* [What you need to do] Among the entries below, determine how many lines contain the word "February" and state only that figure.

** Data for processing follows **

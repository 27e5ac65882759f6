//! Date and file-name formatting for the visible parts of an invoice.

use chrono::{Datelike, Local, Months, NaiveDate};

/// First and last calendar day of one month.
#[derive(Debug, Clone, Copy, PartialEq, Eq)]
pub struct MonthBounds {
    pub start: NaiveDate,
    pub end: NaiveDate,
}

/// `"1 December, 2025"`: bare day number, full English month name,
/// four-digit year.
pub fn format_long_date(date: NaiveDate) -> String {
    date.format("%-d %B, %Y").to_string()
}

/// `"01/12/25 - 31/12/25"`: zero-padded day and month, two-digit year.
pub fn format_date_range_slash(start: NaiveDate, end: NaiveDate) -> String {
    format!("{} - {}", start.format("%d/%m/%y"), end.format("%d/%m/%y"))
}

/// Bounds of the month `offset` months away from the current local month
/// (0 = this month, -1 = last month).
pub fn month_bounds(offset: i32) -> Option<MonthBounds> {
    month_bounds_from(Local::now().date_naive(), offset)
}

/// Bounds of the month `offset` months away from the month containing
/// `today`. `None` only outside chrono's representable date range.
pub fn month_bounds_from(today: NaiveDate, offset: i32) -> Option<MonthBounds> {
    let first = today.with_day(1)?;
    let months = Months::new(offset.unsigned_abs());
    let start = if offset >= 0 {
        first.checked_add_months(months)?
    } else {
        first.checked_sub_months(months)?
    };
    let end = start.checked_add_months(Months::new(1))?.pred_opt()?;
    Some(MonthBounds { start, end })
}

/// The current month and the `count - 1` months before it, newest first,
/// labelled `"<Month> <year>"`.
pub fn recent_months(today: NaiveDate, count: u32) -> Vec<(String, MonthBounds)> {
    (0..count)
        .map_while(|back| i32::try_from(back).ok())
        .map_while(|back| month_bounds_from(today, -back))
        .map(|bounds| (bounds.start.format("%B %Y").to_string(), bounds))
        .collect()
}

/// `Invoice-<number>-<client>.pdf`, with every whitespace run in the
/// client name collapsed to one hyphen. Path separators also become
/// hyphens so the name stays a single path component.
pub fn invoice_file_name(invoice_number: &str, client_name: &str) -> String {
    let mut client = String::with_capacity(client_name.len());
    let mut in_whitespace = false;
    for ch in client_name.chars() {
        if ch.is_whitespace() {
            if !in_whitespace {
                client.push('-');
            }
            in_whitespace = true;
        } else {
            client.push(if ch == '/' || ch == '\\' { '-' } else { ch });
            in_whitespace = false;
        }
    }
    format!("Invoice-{}-{}.pdf", invoice_number, client)
}

#[cfg(test)]
mod tests {
    use super::*;

    fn date(y: i32, m: u32, d: u32) -> NaiveDate {
        NaiveDate::from_ymd_opt(y, m, d).unwrap()
    }

    #[test]
    fn long_date_has_no_padding_or_ordinal() {
        assert_eq!(format_long_date(date(2025, 12, 1)), "1 December, 2025");
        assert_eq!(format_long_date(date(2025, 1, 9)), "9 January, 2025");
        assert_eq!(format_long_date(date(2024, 2, 29)), "29 February, 2024");
    }

    #[test]
    fn slash_range_is_zero_padded() {
        assert_eq!(
            format_date_range_slash(date(2025, 12, 1), date(2025, 12, 31)),
            "01/12/25 - 31/12/25"
        );
        assert_eq!(
            format_date_range_slash(date(2009, 3, 1), date(2009, 3, 31)),
            "01/03/09 - 31/03/09"
        );
    }

    #[test]
    fn current_month_bounds() {
        for day in [1, 15, 31] {
            let bounds = month_bounds_from(date(2025, 3, day), 0).unwrap();
            assert_eq!(bounds.start, date(2025, 3, 1));
            assert_eq!(bounds.end, date(2025, 3, 31));
        }
    }

    #[test]
    fn previous_month_respects_leap_years() {
        let non_leap = month_bounds_from(date(2025, 3, 20), -1).unwrap();
        assert_eq!(non_leap, MonthBounds { start: date(2025, 2, 1), end: date(2025, 2, 28) });

        let leap = month_bounds_from(date(2024, 3, 31), -1).unwrap();
        assert_eq!(leap, MonthBounds { start: date(2024, 2, 1), end: date(2024, 2, 29) });
    }

    #[test]
    fn offsets_cross_year_boundaries() {
        let back = month_bounds_from(date(2025, 1, 10), -1).unwrap();
        assert_eq!(back, MonthBounds { start: date(2024, 12, 1), end: date(2024, 12, 31) });

        let ahead = month_bounds_from(date(2025, 11, 30), 2).unwrap();
        assert_eq!(ahead, MonthBounds { start: date(2026, 1, 1), end: date(2026, 1, 31) });

        let year_back = month_bounds_from(date(2025, 4, 30), -12).unwrap();
        assert_eq!(year_back.start, date(2024, 4, 1));
        assert_eq!(year_back.end, date(2024, 4, 30));
    }

    #[test]
    fn recent_months_newest_first() {
        let months = recent_months(date(2025, 3, 5), 12);
        assert_eq!(months.len(), 12);
        assert_eq!(months[0].0, "March 2025");
        assert_eq!(months[1].0, "February 2025");
        assert_eq!(months[11].0, "April 2024");
        assert_eq!(months[1].1.end, date(2025, 2, 28));
    }

    #[test]
    fn recent_months_stops_at_the_calendar_edge() {
        assert!(recent_months(date(2025, 3, 5), 0).is_empty());
        let months = recent_months(NaiveDate::MIN, u32::MAX);
        assert_eq!(months.len(), 1);
    }

    #[test]
    fn local_month_bounds_cover_whole_month() {
        let bounds = month_bounds(0).unwrap();
        let today = Local::now().date_naive();
        assert_eq!(bounds.start.day(), 1);
        assert!(bounds.start <= today && today <= bounds.end);
        assert_eq!(bounds.end.month(), bounds.start.month());
        assert_ne!(bounds.end.succ_opt().map(|d| d.month()), Some(bounds.start.month()));

        let previous = month_bounds(-1).unwrap();
        assert_eq!(previous.end.succ_opt(), Some(bounds.start));
    }

    #[test]
    fn file_name_collapses_whitespace() {
        assert_eq!(invoice_file_name("42", "Acme   Corp Ltd"), "Invoice-42-Acme-Corp-Ltd.pdf");
        assert_eq!(invoice_file_name("7", "Acme\tCorp\n"), "Invoice-7-Acme-Corp-.pdf");
        assert_eq!(invoice_file_name("", "A/B"), "Invoice--A-B.pdf");
    }
}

** End of Data for processing **

* [Response to this task] 2